- **To do**: For each line of the listing that contains "Charles", make a copy and return it.

- **Entries provided**:
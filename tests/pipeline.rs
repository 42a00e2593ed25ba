//! Offline integration tests for the whole generation pipeline.
//!
//! Every collaborator is an in-memory fake, so these run without network
//! access or credentials:
//!   cargo test --test pipeline

use async_trait::async_trait;
use std::io::Write;
use std::sync::atomic::{AtomicUsize, Ordering};
use std::sync::{Arc, Mutex};
use topic2slides::services::memory::MemoryHost;
use topic2slides::{
    generate, generate_sync, generate_to_report, Collaborators, ContentSource, DeckConfig,
    DeckProgressCallback, ImageFinder, KeywordExtractor, OperationKind, Prefix, SlideOperation,
    SlidesError, Stage,
};

// ── Fakes ────────────────────────────────────────────────────────────────────

const ARTICLE: &str = "\
Ada Lovelace (1815–1852) was an English mathematician.
She worked with Charles Babbage on the Analytical Engine.

== Early life ==
Her father was Lord Byron.  She was taught by Mary Somerville (a scientist) .
Dr. Kay wrote about her in 1978.
";

struct StaticSource(String);

#[async_trait]
impl ContentSource for StaticSource {
    async fn fetch(&self, _topic: &str) -> Result<String, SlidesError> {
        Ok(self.0.clone())
    }
}

/// Capitalised words, in order.
struct CapitalisedWords;

#[async_trait]
impl KeywordExtractor for CapitalisedWords {
    async fn extract(&self, sentence: &str) -> Result<Vec<String>, SlidesError> {
        Ok(sentence
            .split_whitespace()
            .skip(1)
            .map(|w| w.trim_matches(|c: char| !c.is_alphanumeric()))
            .filter(|w| w.chars().next().is_some_and(char::is_uppercase))
            .map(str::to_string)
            .collect())
    }
}

#[derive(Default)]
struct FakeImages {
    queries: Mutex<Vec<String>>,
    empty_for: Option<&'static str>,
}

#[async_trait]
impl ImageFinder for FakeImages {
    async fn find(&self, query: &str, count: usize) -> Result<Vec<String>, SlidesError> {
        self.queries.lock().unwrap().push(query.to_string());
        if self.empty_for == Some(query) {
            return Ok(Vec::new());
        }
        let slug = query.to_lowercase().replace(' ', "-");
        Ok((0..count)
            .map(|i| format!("https://img.example/{slug}/{i}.jpg"))
            .collect())
    }
}

fn collaborators(
    source: impl Into<String>,
    images: Arc<FakeImages>,
    host: Arc<MemoryHost>,
) -> Collaborators {
    Collaborators {
        source: Arc::new(StaticSource(source.into())),
        keywords: Arc::new(CapitalisedWords),
        images,
        host,
    }
}

// ── Happy path ───────────────────────────────────────────────────────────────

#[tokio::test]
async fn test_generate_builds_one_slide_per_sentence() {
    let images = Arc::new(FakeImages::default());
    let host = Arc::new(MemoryHost::new());
    let c = collaborators(ARTICLE, images.clone(), host.clone());

    let out = generate("Ada Lovelace", Prefix::WhoIs, &c, &DeckConfig::default())
        .await
        .unwrap();

    let texts: Vec<&str> = out.model.sentences.iter().map(|s| s.text.as_str()).collect();
    assert_eq!(
        texts,
        vec![
            "Ada Lovelace was an English mathematician.",
            "She worked with Charles Babbage on the Analytical Engine.",
            "Her father was Lord Byron.",
            "She was taught by Mary Somerville.",
            "Dr. Kay wrote about her in 1978.",
        ]
    );
    assert_eq!(out.stats.slides, 5);
    assert_eq!(out.operation_count, 25);
    assert_eq!(out.model.prefix, Prefix::WhoIs);

    // Published exactly once, with the batch the output describes.
    let presentations = host.presentations();
    assert_eq!(presentations.len(), 1);
    assert_eq!(presentations[0].1, "Ada Lovelace");
    let batches = host.batches();
    assert_eq!(batches.len(), 1);
    assert_eq!(batches[0].0, out.presentation_id);
    assert_eq!(batches[0].1.len(), 25);
}

#[tokio::test]
async fn test_operations_follow_sentence_order() {
    let host = Arc::new(MemoryHost::new());
    let c = collaborators(ARTICLE, Arc::new(FakeImages::default()), host.clone());
    let out = generate("Ada Lovelace", Prefix::WhoIs, &c, &DeckConfig::default())
        .await
        .unwrap();

    let batches = host.batches();
    let batch = &batches[0].1;
    let expected: Vec<OperationKind> = (0..5)
        .flat_map(|_| {
            [
                OperationKind::CreateSlide,
                OperationKind::CreateTextBox,
                OperationKind::InsertText,
                OperationKind::SetTextStyle,
                OperationKind::CreateImage,
            ]
        })
        .collect();
    assert_eq!(batch.kinds(), expected);

    let inserted: Vec<&str> = batch
        .iter()
        .filter_map(|op| match op {
            SlideOperation::InsertText { text, .. } => Some(text.as_str()),
            _ => None,
        })
        .collect();
    let sentences: Vec<&str> = out.model.sentences.iter().map(|s| s.text.as_str()).collect();
    assert_eq!(inserted, sentences);

    let ids = batch.created_ids();
    let unique: std::collections::HashSet<_> = ids.iter().collect();
    assert_eq!(unique.len(), ids.len(), "object ids must be unique");
}

#[tokio::test]
async fn test_image_queries_use_topic_then_keyword() {
    let images = Arc::new(FakeImages::default());
    let c = collaborators(ARTICLE, images.clone(), Arc::new(MemoryHost::new()));
    generate("Ada Lovelace", Prefix::WhoIs, &c, &DeckConfig::default())
        .await
        .unwrap();

    let queries = images.queries.lock().unwrap().clone();
    assert_eq!(
        queries,
        vec![
            "Ada Lovelace",
            "Ada Lovelace Charles",
            "Ada Lovelace Lord",
            "Ada Lovelace Mary",
            "Ada Lovelace Kay",
        ]
    );
}

#[tokio::test]
async fn test_truncates_to_max_sentences() {
    let article = (1..=15)
        .map(|i| format!("Fact number {i} is true."))
        .collect::<Vec<_>>()
        .join(" ");
    let c = collaborators(article, Arc::new(FakeImages::default()), Arc::new(MemoryHost::new()));
    let out = generate("Facts", Prefix::WhatIs, &c, &DeckConfig::default())
        .await
        .unwrap();

    assert_eq!(out.stats.sentences_found, 15);
    assert_eq!(out.stats.slides, 10);
    assert_eq!(out.model.sentences[9].text, "Fact number 10 is true.");
}

#[tokio::test]
async fn test_concurrent_enrichment_keeps_order() {
    let c = collaborators(ARTICLE, Arc::new(FakeImages::default()), Arc::new(MemoryHost::new()));
    let serial = generate("Ada Lovelace", Prefix::WhoIs, &c, &DeckConfig::default())
        .await
        .unwrap();
    let config = DeckConfig::builder().concurrency(4).build().unwrap();
    let parallel = generate("Ada Lovelace", Prefix::WhoIs, &c, &config)
        .await
        .unwrap();
    assert_eq!(serial.model.sentences, parallel.model.sentences);
}

// ── Failure paths ────────────────────────────────────────────────────────────

#[tokio::test]
async fn test_missing_image_aborts_before_host() {
    let images = Arc::new(FakeImages {
        empty_for: Some("Ada Lovelace Lord"),
        ..Default::default()
    });
    let host = Arc::new(MemoryHost::new());
    let c = collaborators(ARTICLE, images, host.clone());

    let err = generate("Ada Lovelace", Prefix::WhoIs, &c, &DeckConfig::default())
        .await
        .unwrap_err();
    assert!(matches!(err, SlidesError::MissingImage { sentence: 2 }), "got {err}");
    assert!(err.is_pre_submission());
    assert_eq!(host.call_count(), 0);
}

#[tokio::test]
async fn test_batch_limit_aborts_before_host() {
    let host = Arc::new(MemoryHost::new());
    let c = collaborators(ARTICLE, Arc::new(FakeImages::default()), host.clone());
    let config = DeckConfig::builder()
        .max_operations_per_batch(20)
        .build()
        .unwrap();

    let err = generate("Ada Lovelace", Prefix::WhoIs, &c, &config)
        .await
        .unwrap_err();
    assert!(matches!(
        err,
        SlidesError::BatchTooLarge {
            operations: 25,
            limit: 20
        }
    ));
    assert_eq!(host.call_count(), 0);
}

#[tokio::test]
async fn test_empty_article_is_source_unavailable() {
    let host = Arc::new(MemoryHost::new());
    let c = collaborators("  \n== Heading ==\n", Arc::new(FakeImages::default()), host.clone());
    let err = generate("Nothing", Prefix::WhatIs, &c, &DeckConfig::default())
        .await
        .unwrap_err();
    assert!(matches!(err, SlidesError::SourceUnavailable { .. }), "got {err}");
    assert_eq!(host.call_count(), 0);
}

#[tokio::test]
async fn test_unsupported_language_is_tokenizer_unavailable() {
    let c = collaborators(ARTICLE, Arc::new(FakeImages::default()), Arc::new(MemoryHost::new()));
    let config = DeckConfig::builder().language("xx").build().unwrap();
    let err = generate("Ada Lovelace", Prefix::WhoIs, &c, &config)
        .await
        .unwrap_err();
    assert!(matches!(err, SlidesError::TokenizerUnavailable { .. }));
}

#[tokio::test]
async fn test_host_rejection_is_reported() {
    let host = Arc::new(MemoryHost::rejecting("quota exceeded"));
    let c = collaborators(ARTICLE, Arc::new(FakeImages::default()), host.clone());
    let err = generate("Ada Lovelace", Prefix::WhoIs, &c, &DeckConfig::default())
        .await
        .unwrap_err();
    assert!(matches!(err, SlidesError::HostRejected { .. }));
    assert!(!err.is_pre_submission());

    // The presentation was created before the batch was refused.
    assert_eq!(host.presentations().len(), 1);
    assert!(host.batches().is_empty());
}

#[tokio::test]
async fn test_report_failure_happens_after_publishing() {
    // A regular file where the report directory should be.
    let blocker = tempfile::NamedTempFile::new().unwrap();
    let path = blocker.path().join("run.json");
    let host = Arc::new(MemoryHost::new());
    let c = collaborators(ARTICLE, Arc::new(FakeImages::default()), host.clone());

    let err = generate_to_report("Ada Lovelace", Prefix::WhoIs, &c, &DeckConfig::default(), &path)
        .await
        .unwrap_err();
    assert!(matches!(err, SlidesError::ReportWriteFailed { .. }), "got {err}");
    assert!(!err.is_pre_submission());
    assert_eq!(host.batches().len(), 1);
}

// ── Sentence boundaries ──────────────────────────────────────────────────────

const WAR_ARTICLE: &str = "\
He fought in World War I. He survived the war.
Vitamin C. It is vital.
The answer was no. Then he left.
";

#[tokio::test]
async fn test_sentences_ending_in_letters_get_own_slides() {
    let c = collaborators(WAR_ARTICLE, Arc::new(FakeImages::default()), Arc::new(MemoryHost::new()));
    let out = generate("Veteran", Prefix::WhoIs, &c, &DeckConfig::default())
        .await
        .unwrap();
    let texts: Vec<&str> = out.model.sentences.iter().map(|s| s.text.as_str()).collect();
    assert_eq!(
        texts,
        vec![
            "He fought in World War I.",
            "He survived the war.",
            "Vitamin C.",
            "It is vital.",
            "The answer was no.",
            "Then he left.",
        ]
    );
    assert_eq!(out.stats.slides, 6);
}

#[tokio::test]
async fn test_abbreviations_file_keeps_entries_inside_sentences() {
    let article = "The Dept. Office opened in 1900. It closed later.";
    let mut file = tempfile::NamedTempFile::new().unwrap();
    writeln!(file, "dept").unwrap();

    let c = collaborators(article, Arc::new(FakeImages::default()), Arc::new(MemoryHost::new()));
    let plain = generate("Office", Prefix::WhatIs, &c, &DeckConfig::default())
        .await
        .unwrap();
    assert_eq!(plain.stats.sentences_found, 3);

    let config = DeckConfig::builder()
        .abbreviations_file(file.path())
        .build()
        .unwrap();
    let out = generate("Office", Prefix::WhatIs, &c, &config)
        .await
        .unwrap();
    let texts: Vec<&str> = out.model.sentences.iter().map(|s| s.text.as_str()).collect();
    assert_eq!(texts, vec!["The Dept. Office opened in 1900.", "It closed later."]);
}

#[tokio::test]
async fn test_missing_abbreviations_file_is_tokenizer_unavailable() {
    let host = Arc::new(MemoryHost::new());
    let c = collaborators(ARTICLE, Arc::new(FakeImages::default()), host.clone());
    let config = DeckConfig::builder()
        .abbreviations_file("/definitely/not/here.txt")
        .build()
        .unwrap();
    let err = generate("Ada Lovelace", Prefix::WhoIs, &c, &config)
        .await
        .unwrap_err();
    assert!(matches!(err, SlidesError::TokenizerUnavailable { .. }), "got {err}");
    assert_eq!(host.call_count(), 0);
}

// ── Blocking entry point ─────────────────────────────────────────────────────

#[test]
fn test_generate_sync_publishes_deck() {
    let host = Arc::new(MemoryHost::new());
    let c = collaborators(ARTICLE, Arc::new(FakeImages::default()), host.clone());
    let out = generate_sync("Ada Lovelace", Prefix::WhoIs, &c, &DeckConfig::default()).unwrap();

    assert_eq!(out.stats.slides, 5);
    assert_eq!(out.presentation_id, "dry-run-1");
    assert_eq!(host.batches().len(), 1);
}

// ── Report and progress ──────────────────────────────────────────────────────

#[tokio::test]
async fn test_report_written_with_enriched_model() {
    let dir = tempfile::tempdir().unwrap();
    let path = dir.path().join("run.json");
    let c = collaborators(ARTICLE, Arc::new(FakeImages::default()), Arc::new(MemoryHost::new()));

    generate_to_report("Ada Lovelace", Prefix::WhoIs, &c, &DeckConfig::default(), &path)
        .await
        .unwrap();

    let report: serde_json::Value =
        serde_json::from_str(&std::fs::read_to_string(&path).unwrap()).unwrap();
    assert_eq!(report["model"]["prefix"], "Who is");
    assert_eq!(report["model"]["sentences"].as_array().unwrap().len(), 5);
    assert_eq!(
        report["model"]["sentences"][0]["images"][0],
        "https://img.example/ada-lovelace/0.jpg"
    );
    assert_eq!(report["stats"]["operations"], 25);
}

#[derive(Default)]
struct RecordingCallback {
    stages: Mutex<Vec<Stage>>,
    enriched: AtomicUsize,
    slides: AtomicUsize,
}

impl DeckProgressCallback for RecordingCallback {
    fn on_stage_start(&self, stage: Stage) {
        self.stages.lock().unwrap().push(stage);
    }
    fn on_sentence_enriched(&self, _index: usize, _total: usize, _image_count: usize) {
        self.enriched.fetch_add(1, Ordering::SeqCst);
    }
    fn on_run_complete(&self, slides: usize) {
        self.slides.store(slides, Ordering::SeqCst);
    }
}

#[tokio::test]
async fn test_progress_events_in_stage_order() {
    let cb = Arc::new(RecordingCallback::default());
    let config = DeckConfig::builder()
        .progress_callback(cb.clone())
        .build()
        .unwrap();
    let c = collaborators(ARTICLE, Arc::new(FakeImages::default()), Arc::new(MemoryHost::new()));
    generate("Ada Lovelace", Prefix::WhoIs, &c, &config)
        .await
        .unwrap();

    assert_eq!(
        *cb.stages.lock().unwrap(),
        vec![
            Stage::Fetch,
            Stage::Normalize,
            Stage::Split,
            Stage::Enrich,
            Stage::Build,
            Stage::Submit
        ]
    );
    assert_eq!(cb.enriched.load(Ordering::SeqCst), 5);
    assert_eq!(cb.slides.load(Ordering::SeqCst), 5);
}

- **Solution below**:
She worked with Charles Babbage on the Analytical Engine.
            "She worked with Charles Babbage on the Analytical Engine.",
            "Ada Lovelace Charles",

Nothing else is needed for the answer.